Exercise directions: Exactly the lines from the one with "range.detach();" to the end of the entries should appear in your answer, retyped word for word.

Collected data:

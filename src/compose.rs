//! Browser implementations of the compositor seams: an off-screen Canvas2D
//! [`DrawSurface`] and a [`TextLayoutSource`] that measures the live hero text.

use crate::dom;
use ripple_core::compose::text::{
    LineBoxes, DEFAULT_FONT_FAMILY, DEFAULT_FONT_SIZE, DEFAULT_SUBTITLE_SIZE,
};
use ripple_core::compose::{
    group_line_boxes, parse_px, ColorStop, ComposeError, DrawSurface, Fill, FontDescriptor,
    GlyphRect, RadialEllipse, TextBounds, TextLayoutSource, TextRole, TextSnapshot,
};
use ripple_core::{SizingState, SourceImage};
use std::f64::consts::TAU;
use wasm_bindgen::{JsCast, JsValue};
use web_sys as web;

fn surface_err(what: &str, e: JsValue) -> ComposeError {
    ComposeError::Surface(format!("{what}: {:?}", e))
}

pub struct CanvasSurface {
    canvas: web::HtmlCanvasElement,
    ctx: web::CanvasRenderingContext2d,
    width: u32,
    height: u32,
}

impl CanvasSurface {
    /// Detached canvas with an opaque 2D context.
    pub fn new(document: &web::Document) -> Result<Self, ComposeError> {
        let canvas: web::HtmlCanvasElement = document
            .create_element("canvas")
            .map_err(|e| surface_err("create canvas", e))?
            .dyn_into()
            .map_err(|_| ComposeError::ContextUnavailable)?;
        let options = js_sys::Object::new();
        js_sys::Reflect::set(&options, &"alpha".into(), &JsValue::FALSE)
            .map_err(|e| surface_err("context options", e))?;
        let ctx = canvas
            .get_context_with_context_options("2d", &options)
            .ok()
            .flatten()
            .ok_or(ComposeError::ContextUnavailable)?
            .dyn_into::<web::CanvasRenderingContext2d>()
            .map_err(|_| ComposeError::ContextUnavailable)?;
        Ok(Self {
            canvas,
            ctx,
            width: 1,
            height: 1,
        })
    }

    fn gradient_stops(gradient: &web::CanvasGradient, stops: &[ColorStop]) {
        for stop in stops {
            _ = gradient.add_color_stop(stop.offset, &stop.color.to_css());
        }
    }
}

impl DrawSurface for CanvasSurface {
    fn begin(&mut self, sizing: &SizingState) -> Result<(), ComposeError> {
        let (w, h) = sizing.buffer_size();
        self.canvas.set_width(w);
        self.canvas.set_height(h);
        self.width = w;
        self.height = h;
        let dpr = sizing.dpr as f64;
        self.ctx
            .set_transform(dpr, 0.0, 0.0, dpr, 0.0, 0.0)
            .map_err(|e| surface_err("set transform", e))?;
        self.ctx.set_image_smoothing_enabled(true);
        // web-sys has no binding for imageSmoothingQuality; set the property directly.
        let _ = js_sys::Reflect::set(
            &self.ctx,
            &JsValue::from_str("imageSmoothingQuality"),
            &JsValue::from_str("high"),
        );
        self.ctx
            .clear_rect(0.0, 0.0, sizing.width as f64, sizing.height as f64);
        self.ctx.set_text_baseline("top");
        self.ctx.set_text_align("left");
        Ok(())
    }

    fn fill_vertical_gradient(&mut self, width: f32, height: f32, stops: &[ColorStop]) {
        let g = self.ctx.create_linear_gradient(0.0, 0.0, 0.0, height as f64);
        Self::gradient_stops(&g, stops);
        self.ctx.set_fill_style_canvas_gradient(&g);
        self.ctx.fill_rect(0.0, 0.0, width as f64, height as f64);
    }

    fn fill_radial_ellipse(&mut self, e: &RadialEllipse) {
        let ry = e.ry as f64;
        self.ctx.save();
        _ = self.ctx.translate(e.cx as f64, e.cy as f64);
        _ = self.ctx.scale(e.rx as f64 / ry.max(1.0), 1.0);
        if let Ok(g) = self.ctx.create_radial_gradient(0.0, 0.0, 0.0, 0.0, 0.0, ry.max(0.0)) {
            Self::gradient_stops(&g, e.stops);
            self.ctx.set_fill_style_canvas_gradient(&g);
            self.ctx.begin_path();
            _ = self.ctx.arc(0.0, 0.0, ry.max(0.0), 0.0, TAU);
            self.ctx.fill();
        }
        self.ctx.restore();
    }

    fn set_font(&mut self, css_font: &str) {
        self.ctx.set_font(css_font);
    }

    fn set_fill(&mut self, fill: &Fill) {
        match fill {
            Fill::Solid(color) => self.ctx.set_fill_style_str(color),
            Fill::Horizontal { x0, x1, y, from, to } => {
                let g = self
                    .ctx
                    .create_linear_gradient(*x0 as f64, *y as f64, *x1 as f64, *y as f64);
                _ = g.add_color_stop(0.0, from);
                _ = g.add_color_stop(1.0, to);
                self.ctx.set_fill_style_canvas_gradient(&g);
            }
        }
    }

    fn measure_text(&mut self, text: &str) -> f32 {
        self.ctx
            .measure_text(text)
            .map(|m| m.width() as f32)
            .unwrap_or(0.0)
    }

    fn fill_text(&mut self, text: &str, x: f32, y: f32) {
        _ = self.ctx.fill_text(text, x as f64, y as f64);
    }

    fn finish(&mut self) -> Result<SourceImage, ComposeError> {
        let data = self
            .ctx
            .get_image_data(0.0, 0.0, self.width as f64, self.height as f64)
            .map_err(|e| surface_err("read back", e))?;
        Ok(SourceImage::new(data.width(), data.height(), data.data().0)?)
    }
}

/// Reads font, color and per-line glyph boxes of the hero text from the DOM.
pub struct DomTextLayout {
    canvas: web::HtmlCanvasElement,
    kicker: Option<web::HtmlElement>,
    subtitle: Option<web::HtmlElement>,
}

impl DomTextLayout {
    pub fn new(
        canvas: web::HtmlCanvasElement,
        kicker: Option<web::HtmlElement>,
        subtitle: Option<web::HtmlElement>,
    ) -> Self {
        Self {
            canvas,
            kicker,
            subtitle,
        }
    }

    fn element(&self, role: TextRole) -> Option<web::Element> {
        match role {
            TextRole::KickerPrefix => self.kicker.clone().map(Into::into),
            TextRole::KickerHighlight => self
                .kicker
                .as_ref()
                .and_then(|k| k.query_selector("span").ok().flatten()),
            TextRole::Subtitle => self.subtitle.clone().map(Into::into),
        }
    }

    fn fallback_family(&self) -> String {
        self.kicker
            .as_ref()
            .and_then(|k| dom::computed_style(k))
            .map(|s| dom::style_value(&s, "font-family"))
            .filter(|f| !f.is_empty())
            .unwrap_or_else(|| DEFAULT_FONT_FAMILY.to_string())
    }
}

fn first_text_node(el: &web::Element) -> Option<web::Node> {
    let children = el.child_nodes();
    (0..children.length())
        .filter_map(|i| children.item(i))
        .find(|n| n.node_type() == web::Node::TEXT_NODE)
}

/// Measure each character of a text node and group the boxes into lines.
fn line_boxes(node: &web::Node) -> LineBoxes {
    let text = node.text_content().unwrap_or_default();
    if text.is_empty() {
        return LineBoxes::new();
    }
    let range = match dom::window_document().and_then(|d| d.create_range().ok()) {
        Some(r) => r,
        None => return LineBoxes::new(),
    };
    let mut offset = 0u32;
    let glyphs: Vec<(char, Option<GlyphRect>)> = text
        .chars()
        .map(|ch| {
            let end = offset + ch.len_utf16() as u32;
            let rect = match (range.set_start(node, offset), range.set_end(node, end)) {
                (Ok(()), Ok(())) => {
                    let r = range.get_bounding_client_rect();
                    Some(GlyphRect {
                        left: r.left(),
                        top: r.top(),
                        right: r.right(),
                        bottom: r.bottom(),
                    })
                }
                _ => None,
            };
            offset = end;
            (ch, rect)
        })
        .collect();
    range.detach();
    group_line_boxes(glyphs)
}

impl TextLayoutSource for DomTextLayout {
    fn snapshot(&self, role: TextRole) -> Option<TextSnapshot> {
        let canvas = self.canvas.get_bounding_client_rect();
        if canvas.width() <= 0.0 {
            return None;
        }
        let el = self.element(role)?;
        let style = dom::computed_style(&el);
        let get = |prop: &str| style.as_ref().map(|s| dom::style_value(s, prop)).unwrap_or_default();

        let (fallback_family, default_size) = match role {
            TextRole::Subtitle => (DEFAULT_FONT_FAMILY.to_string(), DEFAULT_SUBTITLE_SIZE),
            _ => (self.fallback_family(), DEFAULT_FONT_SIZE),
        };
        let font = FontDescriptor::from_computed(
            &get("font-style"),
            &get("font-weight"),
            &get("font-size"),
            &get("font-family"),
            &fallback_family,
            default_size,
        );
        let color = Some(get("color")).filter(|c| !c.is_empty());
        let letter_spacing = match role {
            TextRole::Subtitle => None,
            _ => parse_px(&get("letter-spacing")),
        };

        let (dx, dy) = (-canvas.left(), -canvas.top());
        let lines: LineBoxes = first_text_node(&el)
            .map(|node| line_boxes(&node).iter().map(|l| l.offset(dx, dy)).collect())
            .unwrap_or_default();
        let r = el.get_bounding_client_rect();
        Some(TextSnapshot {
            font,
            color,
            letter_spacing,
            lines,
            bounds: TextBounds {
                left: r.left() + dx,
                top: r.top() + dy,
                width: r.width(),
                height: r.height(),
            },
        })
    }
}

Result of this task:
    range.detach();
    group_line_boxes(glyphs)
}

impl TextLayoutSource for DomTextLayout {
    fn snapshot(&self, role: TextRole) -> Option<TextSnapshot> {
        let canvas = self.canvas.get_bounding_client_rect();
        if canvas.width() <= 0.0 {
            return None;
        }
        let el = self.element(role)?;
        let style = dom::computed_style(&el);
        let get = |prop: &str| style.as_ref().map(|s| dom::style_value(s, prop)).unwrap_or_default();

        let (fallback_family, default_size) = match role {
            TextRole::Subtitle => (DEFAULT_FONT_FAMILY.to_string(), DEFAULT_SUBTITLE_SIZE),
            _ => (self.fallback_family(), DEFAULT_FONT_SIZE),
        };
        let font = FontDescriptor::from_computed(
            &get("font-style"),
            &get("font-weight"),
            &get("font-size"),
            &get("font-family"),
            &fallback_family,
            default_size,
        );
        let color = Some(get("color")).filter(|c| !c.is_empty());
        let letter_spacing = match role {
            TextRole::Subtitle => None,
            _ => parse_px(&get("letter-spacing")),
        };

        let (dx, dy) = (-canvas.left(), -canvas.top());
        let lines: LineBoxes = first_text_node(&el)
            .map(|node| line_boxes(&node).iter().map(|l| l.offset(dx, dy)).collect())
            .unwrap_or_default();
        let r = el.get_bounding_client_rect();
        Some(TextSnapshot {
            font,
            color,
            letter_spacing,
            lines,
            bounds: TextBounds {
                left: r.left() + dx,
                top: r.top() + dy,
                width: r.width(),
                height: r.height(),
            },
        })
    }
}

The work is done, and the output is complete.